Repeated attempts with various distant groups revealed that this experiment which had long been used to illustrate something basic and normal about all human beings in fact did no such thing. He got a MacArthur Grant and some Presidential recognition, but he couldn't get hired in anthropology. So he went to work at the University of British Columbia, where they split him between economics and psychology.

If you want to read more in detail about his career, here's a great article for that. In short, he and his colleagues have been unraveling a boatload of allegedly normal cognitive issues. For instance-- this optical illusion?

Yeah, it's not normal to see an optical illusion. Turns out that lots of folks have no trouble at all seeing two lines of equal length. Turns out that whether you grow up in houses or in fields affects how your brains manages visual information. This "illusion" is not universal-- it's cultural.

Henrich, working with Steven Heine and Ara Norenzaya, was realizing that spatial reasoning, categorization, moral reasoning, inferences about other people, boundaries between self and others-- these and other areas of cognition are hugely shaped by culture and experience. Our experience and culture has a huge impact on how our brains work.

On top of that, as they charted the range of human perception, they found one group of people consistently off in their own little corner. For that group they coined the term WEIRD-- Western, Educated, Industrialized, Rich, and Democratic.

What That Means To Teachers

One of the implications of Henrich's work are simple but profound-- an awful lot of previous research is crap.

This is not entirely a new insight.
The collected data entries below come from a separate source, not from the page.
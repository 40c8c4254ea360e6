use log::warn;
use std::fs;
use std::path::Path;
use thiserror::Error;

/// Largest number of input variables (and pooled constants) a dataset may declare.
pub const MAX_VARIABLES: usize = 256;

#[derive(Error, Debug)]
pub enum DatasetError {
    #[error("Failed to read dataset file: {0}")]
    FileReadError(#[from] std::io::Error),
    #[error("Dataset file is empty")]
    EmptyFile,
    #[error("Malformed dataset header: {reason}")]
    MalformedHeader { reason: String },
    #[error("Dataset must declare at least one fitness case, got {count}")]
    InvalidCaseCount { count: usize },
    #[error("Dataset declares {count} entries, the maximum is {max}")]
    TooManyVariables { count: usize, max: usize },
    #[error("Invalid random constant range [{min}, {max}]")]
    InvalidConstantRange { min: f64, max: f64 },
    #[error("Invalid number '{token}' on line {line}")]
    InvalidNumber { line: usize, token: String },
    #[error("Line {line} holds {found} values, expected {expected}")]
    RowArity {
        line: usize,
        expected: usize,
        found: usize,
    },
    #[error("Header declares {expected} fitness cases but the file holds {found}")]
    CaseCountMismatch { expected: usize, found: usize },
}

/// One (inputs, target) pair the evolved programs are scored against.
#[derive(Debug, Clone, PartialEq)]
pub struct FitnessCase {
    pub inputs: Vec<f64>,
    pub target: f64,
}

/// Parsed fitness cases plus the bounds used when generating random constants.
///
/// Immutable once loaded, so one `Dataset` can back any number of engines.
#[derive(Debug, Clone, PartialEq)]
pub struct Dataset {
    cases: Vec<FitnessCase>,
    variable_count: usize,
    random_min: f64,
    random_max: f64,
    /// Size of the fixed constant pool declared by the five-field header.
    /// Zero means constants are drawn fresh from the range.
    constant_pool_size: usize,
}

impl Dataset {
    /// Builds a dataset from already parsed cases, enforcing the same rules as the file loader.
    pub fn new(
        cases: Vec<FitnessCase>,
        variable_count: usize,
        random_min: f64,
        random_max: f64,
    ) -> Result<Self, DatasetError> {
        Self::with_constant_pool(cases, variable_count, random_min, random_max, 0)
    }

    /// Same as [`Dataset::new`] but declares a fixed pool of `constant_pool_size` constants.
    pub fn with_constant_pool(
        cases: Vec<FitnessCase>,
        variable_count: usize,
        random_min: f64,
        random_max: f64,
        constant_pool_size: usize,
    ) -> Result<Self, DatasetError> {
        validate_header(variable_count, constant_pool_size, random_min, random_max, cases.len())?;
        for (i, case) in cases.iter().enumerate() {
            if case.inputs.len() != variable_count {
                return Err(DatasetError::RowArity {
                    line: i + 2,
                    expected: variable_count + 1,
                    found: case.inputs.len() + 1,
                });
            }
        }
        Ok(Self {
            cases,
            variable_count,
            random_min,
            random_max,
            constant_pool_size,
        })
    }

    pub fn cases(&self) -> &[FitnessCase] {
        &self.cases
    }

    pub fn variable_count(&self) -> usize {
        self.variable_count
    }

    pub fn random_min(&self) -> f64 {
        self.random_min
    }

    pub fn random_max(&self) -> f64 {
        self.random_max
    }

    pub fn constant_pool_size(&self) -> usize {
        self.constant_pool_size
    }

    pub fn len(&self) -> usize {
        self.cases.len()
    }

    pub fn is_empty(&self) -> bool {
        self.cases.is_empty()
    }
}

/// Header fields shared by both accepted layouts.
struct Header {
    variable_count: usize,
    constant_pool_size: usize,
    random_min: f64,
    random_max: f64,
    case_count: usize,
}

fn validate_header(
    variable_count: usize,
    constant_pool_size: usize,
    random_min: f64,
    random_max: f64,
    case_count: usize,
) -> Result<(), DatasetError> {
    if variable_count > MAX_VARIABLES {
        return Err(DatasetError::TooManyVariables {
            count: variable_count,
            max: MAX_VARIABLES,
        });
    }
    if constant_pool_size > MAX_VARIABLES {
        return Err(DatasetError::TooManyVariables {
            count: constant_pool_size,
            max: MAX_VARIABLES,
        });
    }
    // The width itself must be finite for constants to be drawn uniformly
    if !(random_min <= random_max && (random_max - random_min).is_finite()) {
        return Err(DatasetError::InvalidConstantRange {
            min: random_min,
            max: random_max,
        });
    }
    if case_count == 0 {
        return Err(DatasetError::InvalidCaseCount { count: case_count });
    }
    Ok(())
}

fn parse_number(token: &str, line: usize) -> Result<f64, DatasetError> {
    match token.parse::<f64>() {
        Ok(value) if value.is_finite() => Ok(value),
        _ => Err(DatasetError::InvalidNumber {
            line,
            token: token.to_string(),
        }),
    }
}

fn parse_count(token: &str, field: &str) -> Result<usize, DatasetError> {
    token.parse::<usize>().map_err(|_| DatasetError::MalformedHeader {
        reason: format!("{} must be a non-negative integer, got '{}'", field, token),
    })
}

/// Parses the first line, either
/// `variable_count random_min random_max case_count` or
/// `variable_count constant_count random_min random_max case_count`.
fn parse_header(line: &str) -> Result<Header, DatasetError> {
    let tokens: Vec<&str> = line.split_whitespace().collect();
    let header = match tokens.as_slice() {
        [vars, min, max, count] => Header {
            variable_count: parse_count(vars, "variable_count")?,
            constant_pool_size: 0,
            random_min: parse_number(min, 1)?,
            random_max: parse_number(max, 1)?,
            case_count: parse_count(count, "fitness_case_count")?,
        },
        [vars, consts, min, max, count] => Header {
            variable_count: parse_count(vars, "variable_count")?,
            constant_pool_size: parse_count(consts, "constant_count")?,
            random_min: parse_number(min, 1)?,
            random_max: parse_number(max, 1)?,
            case_count: parse_count(count, "fitness_case_count")?,
        },
        _ => {
            return Err(DatasetError::MalformedHeader {
                reason: format!("expected 4 or 5 fields, found {}", tokens.len()),
            })
        }
    };
    validate_header(
        header.variable_count,
        header.constant_pool_size,
        header.random_min,
        header.random_max,
        header.case_count,
    )?;
    Ok(header)
}

/// Parses dataset text. Blank lines are skipped; every other line after the
/// header must be one fitness case.
pub fn parse_dataset(content: &str) -> Result<Dataset, DatasetError> {
    let mut lines = content
        .lines()
        .enumerate()
        .map(|(i, line)| (i + 1, line.trim()))
        .filter(|(_, line)| !line.is_empty());

    let (_, header_line) = lines.next().ok_or(DatasetError::EmptyFile)?;
    let header = parse_header(header_line)?;
    if header.variable_count == 0 {
        warn!("Dataset declares no variables, programs will be built from constants only");
    }

    let expected = header.variable_count + 1;
    let mut cases = Vec::with_capacity(header.case_count);
    for (line_no, line) in lines {
        if cases.len() == header.case_count {
            return Err(DatasetError::CaseCountMismatch {
                expected: header.case_count,
                found: cases.len() + 1,
            });
        }
        let values = line
            .split_whitespace()
            .map(|token| parse_number(token, line_no))
            .collect::<Result<Vec<f64>, _>>()?;
        match values.split_last() {
            Some((&target, inputs)) if values.len() == expected => cases.push(FitnessCase {
                inputs: inputs.to_vec(),
                target,
            }),
            _ => {
                return Err(DatasetError::RowArity {
                    line: line_no,
                    expected,
                    found: values.len(),
                })
            }
        }
    }

    if cases.len() != header.case_count {
        return Err(DatasetError::CaseCountMismatch {
            expected: header.case_count,
            found: cases.len(),
        });
    }

    Ok(Dataset {
        cases,
        variable_count: header.variable_count,
        random_min: header.random_min,
        random_max: header.random_max,
        constant_pool_size: header.constant_pool_size,
    })
}

/// Loads a dataset file. Nothing partial is returned on error.
pub fn load_dataset(file_path: &Path) -> Result<Dataset, DatasetError> {
    let content = fs::read_to_string(file_path)?;
    parse_dataset(&content)
}
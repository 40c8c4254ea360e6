use serde::{Deserialize, Serialize};
use std::fs;
use std::path::Path;
use thiserror::Error;

#[derive(Error, Debug)]
pub enum ConfigError {
    #[error("Failed to read config file: {0}")]
    FileReadError(#[from] std::io::Error),
    #[error("Failed to parse config file: {0}")]
    ParseError(#[from] toml::de::Error),
    #[error("Probability '{name}' must be within [0, 1], got {value}")]
    InvalidProbability { name: &'static str, value: f64 },
    #[error("Population size must be at least 1")]
    EmptyPopulation,
    #[error("Maximum program size must be at least 1")]
    ZeroProgramSize,
    #[error("Tournament size {size} is outside [1, {pop_size}]")]
    TournamentSizeOutOfRange { size: usize, pop_size: usize },
    #[error("Elite count {count} exceeds population size {pop_size}")]
    EliteCountOutOfRange { count: usize, pop_size: usize },
    #[error("Crossover must be allowed at least one attempt")]
    ZeroCrossoverAttempts,
}

/// Immutable parameter snapshot of one evolution engine.
#[derive(Debug, Clone, PartialEq, Serialize, Deserialize)]
pub struct EngineConfig {
    pub pop_size: usize,
    /// Upper bound on the node count of every program in the population
    pub max_program_size: usize,
    /// Chance that any single node is replaced during mutation
    pub node_mutation_prob: f64,
    /// Chance that an offspring slot is filled by crossover rather than mutation
    pub crossover_prob: f64,
    pub tournament_size: usize,
    pub seed: u64,
    /// Number of best individuals copied unmodified into the next generation
    #[serde(default = "default_elite_count")]
    pub elite_count: usize,
    /// Node-pair draws crossover makes before giving up on an oversized child
    #[serde(default = "default_crossover_attempts")]
    pub crossover_attempts: usize,
    /// Chance that a "grow" node stops at a terminal
    #[serde(default = "default_half")]
    pub grow_terminal_prob: f64,
    /// Chance that a terminal is a variable rather than a constant
    #[serde(default = "default_half")]
    pub variable_prob: f64,
    /// Shallowest depth of the ramped half-and-half schedule
    #[serde(default = "default_min_init_depth")]
    pub min_init_depth: usize,
}

fn default_elite_count() -> usize {
    1
}

fn default_crossover_attempts() -> usize {
    8
}

fn default_half() -> f64 {
    0.5
}

fn default_min_init_depth() -> usize {
    1
}

impl Default for EngineConfig {
    fn default() -> Self {
        Self {
            pop_size: 10_000,
            max_program_size: 100,
            node_mutation_prob: 0.05,
            crossover_prob: 0.9,
            tournament_size: 2,
            seed: 42,
            elite_count: default_elite_count(),
            crossover_attempts: default_crossover_attempts(),
            grow_terminal_prob: default_half(),
            variable_prob: default_half(),
            min_init_depth: default_min_init_depth(),
        }
    }
}

impl EngineConfig {
    /// Checks every parameter against the constraints the engine relies on.
    ///
    /// # Returns
    /// * `Result<(), ConfigError>` - the first violated constraint, if any
    pub fn validate(&self) -> Result<(), ConfigError> {
        let probabilities = [
            ("node_mutation_prob", self.node_mutation_prob),
            ("crossover_prob", self.crossover_prob),
            ("grow_terminal_prob", self.grow_terminal_prob),
            ("variable_prob", self.variable_prob),
        ];
        for (name, value) in probabilities {
            // NaN fails the range check as well
            if !(0.0..=1.0).contains(&value) {
                return Err(ConfigError::InvalidProbability { name, value });
            }
        }

        if self.pop_size == 0 {
            return Err(ConfigError::EmptyPopulation);
        }
        if self.max_program_size == 0 {
            return Err(ConfigError::ZeroProgramSize);
        }
        if self.tournament_size == 0 || self.tournament_size > self.pop_size {
            return Err(ConfigError::TournamentSizeOutOfRange {
                size: self.tournament_size,
                pop_size: self.pop_size,
            });
        }
        if self.elite_count > self.pop_size {
            return Err(ConfigError::EliteCountOutOfRange {
                count: self.elite_count,
                pop_size: self.pop_size,
            });
        }
        if self.crossover_attempts == 0 {
            return Err(ConfigError::ZeroCrossoverAttempts);
        }
        Ok(())
    }
}

/// Settings for the runner loop driving an engine.
#[derive(Debug, Clone, PartialEq, Serialize, Deserialize)]
pub struct RunConfig {
    #[serde(default = "default_num_generations")]
    pub num_generations: usize,
    /// The run stops once the best fitness rises above `-convergence_threshold`
    #[serde(default = "default_convergence_threshold")]
    pub convergence_threshold: f64,
    #[serde(default = "default_float_precision")]
    pub float_precision: usize,
}

fn default_num_generations() -> usize {
    100
}

fn default_convergence_threshold() -> f64 {
    1e-6
}

fn default_float_precision() -> usize {
    2
}

impl Default for RunConfig {
    fn default() -> Self {
        Self {
            num_generations: default_num_generations(),
            convergence_threshold: default_convergence_threshold(),
            float_precision: default_float_precision(),
        }
    }
}

#[derive(Deserialize, Debug)]
pub struct Config {
    pub data_file: String,
    #[serde(default)]
    pub engine: EngineConfig,
    #[serde(default)]
    pub run: RunConfig,
}

impl Config {
    pub fn load(path: &Path) -> Result<Self, ConfigError> {
        let content = fs::read_to_string(path)?;
        let config: Config = toml::from_str(&content)?;
        Ok(config)
    }

    pub fn validate(&self) -> Result<(), ConfigError> {
        self.engine.validate()
    }
}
When scientists work with subjects of convenience, we get meaningless results. The education field is filed with studies that are useless (unless you really need some insights into how the minds of college sophomores at one particular university work). But Henrich's work forces us to look at just how unjustified many of our ideas about normal are.

We think science has been studying human beings, but it has really been studying human beings from our own culture. 

So anybody starts telling you that X is a cognitive quality normal to all human beings, your bovine fecal matter detection software should be going off.

What That Means To Education Reform

To review: people who have grown up in different cultures end up with differently-wired brains.

Now. Do you know where you find people who have grown up in completely different cultures living side by side? Yes, that would be America. Folks have been saying, loudly, for a while now, that people living in poverty do not see the world the same way as the rest of us. Now we have research from a completely different angle confirming the same thing.

Chasing Finland and Estonia is a pointless activity because they are different cultures. They do not perceive the world the same way we do. 

My position on standardization is pretty simple-- I think it's bunk. Standardization is a simple process by which we declare that X is Normal, and we then measure everything by that idea of Normal. Our educational status quo is a one-size-fits-all approach to both teaching and the measuring of that teaching. Everyone should learn the same thing the same way and then demonstrate their understanding in the same way. Because all of those same things are normal, right?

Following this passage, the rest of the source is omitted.